Category Archives: Shoulder Impingement

Shoulder Impingement

Diagnosis and Treatment

Shoulder impingement is the application of excessive pressure, or compression on the rotator cuff.

Injury and excessive repetitive use of the shoulder, along with age and genetics may cause what is called the shoulder impingement syndrome.

It makes range of movement very limited and painful, and if not treated properly, can cause future shoulder problems.

What Is Shoulder Impingement?

Shoulder impingement is also known as painful arc syndrome.

Shoulder impingement is also known as supraspinatus syndrome, swimmer’s shoulder, thrower’s shoulder, rotator cuff impingement, subacromial bursitis, and rotator cuff tendonitis.

The rotator cuff is a group of muscles which assist in shoulder rotation and strength.

When a shoulder injury occurs, the most commonly affected muscle of the rotator cuff is the supraspinatas.

The rotator cuff muscles surround the shoulder joint, and if an injury occurs, the muscles respond by swelling.

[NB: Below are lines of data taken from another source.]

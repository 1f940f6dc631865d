//! Resolved avatar types

use std::fmt;

use serde::{Deserialize, Serialize};

use super::CacheKey;

/// Which tier produced an avatar URL.
#[derive(Debug, Clone, Copy, PartialEq, Eq, Hash, Serialize, Deserialize)]
#[serde(rename_all = "lowercase")]
pub enum AvatarSource {
    /// Seeded into the volatile cache from an externally known URL.
    Cache,
    /// Found already persisted in the durable store.
    Durable,
    /// Freshly generated by the image provider.
    Provider,
    /// Derived locally without any external call.
    Placeholder,
}

impl AvatarSource {
    pub fn as_str(&self) -> &'static str {
        match self {
            AvatarSource::Cache => "cache",
            AvatarSource::Durable => "durable",
            AvatarSource::Provider => "provider",
            AvatarSource::Placeholder => "placeholder",
        }
    }
}

impl fmt::Display for AvatarSource {
    fn fmt(&self, f: &mut fmt::Formatter<'_>) -> fmt::Result {
        f.write_str(self.as_str())
    }
}

/// A resolved portrait, as stored in the volatile cache.
///
/// Records are never mutated; a fresher resolution (e.g. a manual
/// regenerate) replaces the whole record.
#[derive(Debug, Clone, PartialEq, Eq, Serialize, Deserialize)]
pub struct AvatarRecord {
    pub key: CacheKey,
    pub url: String,
    pub source: AvatarSource,
}

impl AvatarRecord {
    pub fn new(key: CacheKey, url: impl Into<String>, source: AvatarSource) -> Self {
        Self {
            key,
            url: url.into(),
            source,
        }
    }
}

/// What callers of [`AvatarService::acquire`](crate::AvatarService::acquire) get back.
///
/// `url` is always a non-empty absolute URL.
#[derive(Debug, Clone, PartialEq, Eq, Serialize, Deserialize)]
pub struct Avatar {
    pub url: String,
    pub source: AvatarSource,
}

impl From<AvatarRecord> for Avatar {
    fn from(record: AvatarRecord) -> Self {
        Self {
            url: record.url,
            source: record.source,
        }
    }
}
//! External service clients and the provider-side pacing gate.
//!
//! - [`traits`]: `ImageProvider` and `DurableStore` seams
//! - [`together`]: Together AI image generation client
//! - [`cdn`]: CDN-backed durable asset store client
//! - [`avatar`]: prompt construction and failure classification
//! - [`rate_limit`]: global backoff and sticky auth gate

pub mod avatar;
pub mod cdn;
pub mod rate_limit;
pub mod together;
pub mod traits;

pub use avatar::{AVATAR_SIZE, AvatarProvider, prompt_for};
pub use cdn::CdnStore;
pub use rate_limit::{RateLimitConfig, RateLimitState, RateLimiter};
pub use together::TogetherClient;
pub use traits::{DurableStore, ImageProvider};
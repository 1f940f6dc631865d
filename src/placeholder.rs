//! Provider-free fallback portraits.
//!
//! [`PlaceholderGenerator`] derives a stable URL from a name alone. The
//! preferred style is an initial-letter badge whose background colour is
//! picked by hashing the name into a small palette. When no badge service
//! is configured (or the URL cannot be built) it falls back to an
//! initial-letter avatar service keyed only by the first character, and
//! past that to a fixed URL. Generation is synchronous and cannot fail.

use sha2::{Digest, Sha256};
use tracing::warn;
use url::Url;

use crate::providers::AVATAR_SIZE;
use crate::telemetry;
use crate::types::CacheKey;

/// Default badge renderer (initial + background colour).
pub const DEFAULT_BADGE_BASE: &str = "https://ui-avatars.com/api/";

/// Default initial-letter avatar service.
pub const DEFAULT_INITIAL_BASE: &str = "https://robohash.org/";

/// Last-resort URL when neither service URL can be built.
pub const FALLBACK_URL: &str = "https://robohash.org/avatar?size=256x256&set=set4";

/// Badge background colours, indexed by name hash.
pub const PALETTE: [&str; 8] = [
    "4f46e5", "0891b2", "059669", "ca8a04", "dc2626", "db2777", "7c3aed", "475569",
];

/// Deterministic placeholder URL builder.
#[derive(Debug, Clone)]
pub struct PlaceholderGenerator {
    badge_base: Option<Url>,
    initial_base: Option<Url>,
}

impl Default for PlaceholderGenerator {
    fn default() -> Self {
        Self {
            badge_base: Url::parse(DEFAULT_BADGE_BASE).ok(),
            initial_base: Url::parse(DEFAULT_INITIAL_BASE).ok(),
        }
    }
}

impl PlaceholderGenerator {
    pub fn new() -> Self {
        Self::default()
    }

    /// Use a different badge service, or `None` to skip badges entirely.
    pub fn badge_base(mut self, base: Option<Url>) -> Self {
        self.badge_base = base;
        self
    }

    /// Use a different initial-letter service, or `None` to go straight to [`FALLBACK_URL`].
    pub fn initial_base(mut self, base: Option<Url>) -> Self {
        self.initial_base = base;
        self
    }

    /// Placeholder URL for `name`. Same name, same URL, every time.
    pub fn generate(&self, name: &str) -> String {
        let initial = initial_for(name);

        if let Some(url) = self.badge_url(name, &initial) {
            metrics::counter!(telemetry::PLACEHOLDERS_TOTAL, "style" => "badge").increment(1);
            return url;
        }
        metrics::counter!(telemetry::PLACEHOLDERS_TOTAL, "style" => "initial").increment(1);
        self.initial_url(&initial).unwrap_or_else(|| {
            warn!(base = ?self.initial_base, "initial avatar URL could not be built");
            FALLBACK_URL.to_string()
        })
    }

    /// Durable-store key for the image [`generate`](Self::generate) returns for `name`.
    pub fn asset_key(&self, name: &str) -> CacheKey {
        let colour = self
            .badge_base
            .as_ref()
            .filter(|base| !base.cannot_be_a_base())
            .map(|_| color_for(name));
        CacheKey::placeholder(&initial_for(name), colour)
    }

    /// Whether `url` could have come from this generator.
    pub fn is_placeholder(&self, url: &str) -> bool {
        let matches_base = |base: &Url| url.starts_with(base.as_str().trim_end_matches('/'));
        url == FALLBACK_URL
            || self.badge_base.as_ref().is_some_and(matches_base)
            || self.initial_base.as_ref().is_some_and(matches_base)
    }

    fn badge_url(&self, name: &str, initial: &str) -> Option<String> {
        let mut url = self.badge_base.clone()?;
        if url.cannot_be_a_base() {
            return None;
        }
        let size = AVATAR_SIZE.to_string();
        url.query_pairs_mut()
            .clear()
            .append_pair("name", initial)
            .append_pair("background", color_for(name))
            .append_pair("color", "ffffff")
            .append_pair("size", &size)
            .append_pair("bold", "true");
        Some(url.into())
    }

    fn initial_url(&self, initial: &str) -> Option<String> {
        let mut url = self.initial_base.clone()?;
        url.path_segments_mut()
            .ok()?
            .pop_if_empty()
            .push(initial);
        url.query_pairs_mut()
            .clear()
            .append_pair("size", &format!("{AVATAR_SIZE}x{AVATAR_SIZE}"))
            .append_pair("set", "set4");
        Some(url.into())
    }
}

/// Uppercased first alphanumeric character of `name`, or `?`.
pub fn initial_for(name: &str) -> String {
    name.chars()
        .find(|c| c.is_alphanumeric())
        .map(|c| c.to_uppercase().collect())
        .unwrap_or_else(|| "?".to_string())
}

/// Palette colour for `name`, stable across processes and releases.
pub fn color_for(name: &str) -> &'static str {
    let digest = Sha256::digest(name.trim().to_lowercase().as_bytes());
    PALETTE[usize::from(digest[0]) % PALETTE.len()]
}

Because the shoulder muscles are surrounded by bone, swelling causes the pressure with the muscles to increase, resulting in compression.

When compression occurs, there is loss of blood flow in the small blood vessels. When the blood flow decreases, the muscle will begin to fray, causing a great deal of pain when reaching up, or behind the back.

It will make any range of movement very limited and very painful.

If the injury lasts for a long period of time without treatment, the muscle can actually tear into two, like a frayed rope, resulting in a rotator cuff tear, and/or rupture of the bicep muscle of the affected muscle.

Causes of Shoulder Impingement

Repetitive overhead movements

The causes of shoulder impingement are most often related to repetitive overhead movements practiced in athletic activities such as swimming, throwing a ball, hitting a volleyball, serving in tennis etc.

Genetic factors

There are also genetic factors which can contribute to shoulder impingement such as structural or anatomic abnormalities.

Aging and development of osteoarthritic spurs, or arthritis can narrow the space for the rotator cuff, causing it to be pressured or pinched.

Inflammation or instability in the shoulder also contributes to this syndrome, as well as any traumatic injury to the shoulder.

Shoulder Impingement Symptoms

You may experience gradual pain, eventually increasing in intensity, in the front or side of the shoulder, which is aggravated by reaching above, or behind the back.

Radiating pain down and into the upper arm may be experienced. Your range of motion may be decreased dramatically, and will be very painful.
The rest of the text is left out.